Required action = All lines of the material that contain "CodecSettings" must be copied out.

Supplied material =
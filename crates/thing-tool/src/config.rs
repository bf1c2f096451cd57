//! Command-line configuration for `thing-tool`.
//!
//! Every option can also be set through a `THING_TOOL_*` environment
//! variable; command-line values win.

use std::path::PathBuf;

use anyhow::Context;
use clap::{Args, Parser, Subcommand};
use healthvault_thing::{CodecSettings, ThingTypeId};

/// Tool configuration, parsed from arguments and environment.
#[derive(Debug, Clone, Parser)]
#[command(name = "thing-tool")]
#[command(about = "Validate, normalize and inspect HealthVault thing fragments")]
pub struct ToolConfig {
    /// Log level (error, warn, info, debug, trace).
    #[arg(long, global = true, env = "THING_TOOL_LOG_LEVEL", default_value = "warn")]
    pub log_level: String,

    /// Thing type to decode as, instead of inferring it from the root element.
    #[arg(long, global = true, env = "THING_TOOL_TYPE_ID")]
    pub type_id: Option<ThingTypeId>,

    /// JSON file with codec settings.
    #[arg(long, global = true, env = "THING_TOOL_SETTINGS")]
    pub settings: Option<PathBuf>,

    /// Write records without validating them first.
    #[arg(long, global = true, env = "THING_TOOL_NO_VALIDATE")]
    pub no_validate: bool,

    /// Drop unknown elements and attributes instead of preserving them.
    #[arg(long, global = true, env = "THING_TOOL_DISCARD_UNKNOWN")]
    pub discard_unknown: bool,

    #[command(subcommand)]
    pub command: Command,
}

#[derive(Debug, Clone, Subcommand)]
pub enum Command {
    /// List the registered thing types
    Types,
    /// Print the schema of one thing type as JSON
    Describe(DescribeArgs),
    /// Decode and validate a fragment
    Validate(FileArgs),
    /// Decode a fragment and write it back in canonical form
    Normalize(NormalizeArgs),
    /// Decode a fragment and print the typed record as JSON
    Inspect(FileArgs),
}

#[derive(Debug, Clone, Args)]
pub struct DescribeArgs {
    /// Type id or root element name
    pub type_name: String,
}

#[derive(Debug, Clone, Args)]
pub struct FileArgs {
    /// Fragment file to read
    pub file: PathBuf,
}

#[derive(Debug, Clone, Args)]
pub struct NormalizeArgs {
    /// Fragment file to read
    pub file: PathBuf,

    /// Output file path (default: stdout)
    #[arg(short, long)]
    pub output: Option<PathBuf>,
}

impl ToolConfig {
    /// Codec settings: the settings file if given, then command-line
    /// overrides.
    pub fn codec_settings(&self) -> anyhow::Result<CodecSettings> {
        let mut settings = match &self.settings {
            Some(path) => {
                let text = std::fs::read_to_string(path)
                    .with_context(|| format!("reading settings file {}", path.display()))?;
                serde_json::from_str(&text)
                    .with_context(|| format!("parsing settings file {}", path.display()))?
            }
            None => CodecSettings::default(),
        };
        if self.no_validate {
            settings.validate_before_write = false;
        }
        if self.discard_unknown {
            settings.preserve_unknown_content = false;
        }
        Ok(settings)
    }
}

Task result =
use healthvault_thing::{CodecSettings, ThingTypeId};
    pub fn codec_settings(&self) -> anyhow::Result<CodecSettings> {
            None => CodecSettings::default(),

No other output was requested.